• _Exercise aim_
If a line holds the word "LoadOptions", copy it from the entries.

• _Entries provided_
§ §

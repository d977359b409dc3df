//! Job queue collaborator

use crate::server::types::{Job, JobId, QueuedJob};
use anyhow::{bail, Result};
use chrono::Utc;
use tokio::sync::Mutex;
use uuid::Uuid;

/// Append-only queue accepting job descriptors
#[async_trait::async_trait]
pub trait JobQueue: Send + Sync {
    async fn queue_job(&self, job: Job) -> Result<JobId>;
}

/// In-memory queue, optionally bounded
pub struct InMemoryJobQueue {
    jobs: Mutex<Vec<QueuedJob>>,
    capacity: Option<usize>,
}

impl InMemoryJobQueue {
    pub fn new() -> Self {
        Self {
            jobs: Mutex::new(Vec::new()),
            capacity: None,
        }
    }

    /// Reject jobs once `capacity` jobs are queued
    pub fn with_capacity(capacity: usize) -> Self {
        Self {
            jobs: Mutex::new(Vec::new()),
            capacity: Some(capacity),
        }
    }

    /// Snapshot of every queued job, oldest first
    pub async fn jobs(&self) -> Vec<QueuedJob> {
        self.jobs.lock().await.clone()
    }
}

impl Default for InMemoryJobQueue {
    fn default() -> Self {
        Self::new()
    }
}

#[async_trait::async_trait]
impl JobQueue for InMemoryJobQueue {
    async fn queue_job(&self, job: Job) -> Result<JobId> {
        let mut jobs = self.jobs.lock().await;
        if let Some(capacity) = self.capacity {
            if jobs.len() >= capacity {
                bail!("job queue is full ({} jobs)", capacity);
            }
        }

        let id = Uuid::new_v4();
        jobs.push(QueuedJob {
            id,
            job,
            queued_at: Utc::now(),
        });
        Ok(id)
    }
}

#[cfg(test)]
mod tests {
    use super::*;
    use crate::server::types::{ApplicationRef, JobOperation, RunnerRef};

    fn init_job(workspace: &str) -> Job {
        Job {
            application: ApplicationRef {
                project: "foo".to_string(),
                application: None,
            },
            workspace: workspace.to_string(),
            operation: JobOperation::Init,
            target_runner: RunnerRef::Any,
        }
    }

    #[tokio::test]
    async fn test_queue_assigns_ids() {
        let queue = InMemoryJobQueue::new();
        let a = queue.queue_job(init_job("default")).await.unwrap();
        let b = queue.queue_job(init_job("prod")).await.unwrap();

        assert_ne!(a, b);
        let jobs = queue.jobs().await;
        assert_eq!(jobs.len(), 2);
        assert_eq!(jobs[0].id, a);
        assert_eq!(jobs[1].job.workspace, "prod");
    }

    #[tokio::test]
    async fn test_bounded_queue_rejects_when_full() {
        let queue = InMemoryJobQueue::with_capacity(1);
        queue.queue_job(init_job("default")).await.unwrap();
        assert!(queue.queue_job(init_job("prod")).await.is_err());
    }
}
//! Shared fixtures for integration tests
#![allow(dead_code)]

use pipeplane::core::{load, Config, Configurable, LoadOptions, Schema};

const TESTDATA: &str = concat!(env!("CARGO_MANIFEST_DIR"), "/tests/testdata/pipelines/");

/// Path of a fixture under `tests/testdata/pipelines`
pub fn fixture_path(name: &str) -> String {
    format!("{}{}", TESTDATA, name)
}

/// Load a fixture with the default workspace
pub fn load_fixture(name: &str) -> Config {
    load_fixture_in(name, "default")
}

pub fn load_fixture_in(name: &str, workspace: &str) -> Config {
    let options = LoadOptions::new().with_workspace(workspace);
    load(fixture_path(name), &options)
        .unwrap_or_else(|e| panic!("failed to load fixture {}: {}", name, e))
}

/// Plugin body used by the `test` plugin fixtures
#[derive(Debug, Default, PartialEq, Eq)]
pub struct TestStepConfig {
    pub foo: String,
    pub bar: Option<String>,
}

impl TestStepConfig {
    pub fn new(foo: &str, bar: Option<&str>) -> Self {
        Self {
            foo: foo.to_string(),
            bar: bar.map(str::to_string),
        }
    }
}

impl Configurable for TestStepConfig {
    fn schema(&mut self) -> Schema<'_> {
        Schema::new()
            .required("foo", &mut self.foo)
            .optional("bar", &mut self.bar)
    }
}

§ §

• _The answer_
use pipeplane::core::{load, Config, Configurable, LoadOptions, Schema};
    let options = LoadOptions::new().with_workspace(workspace);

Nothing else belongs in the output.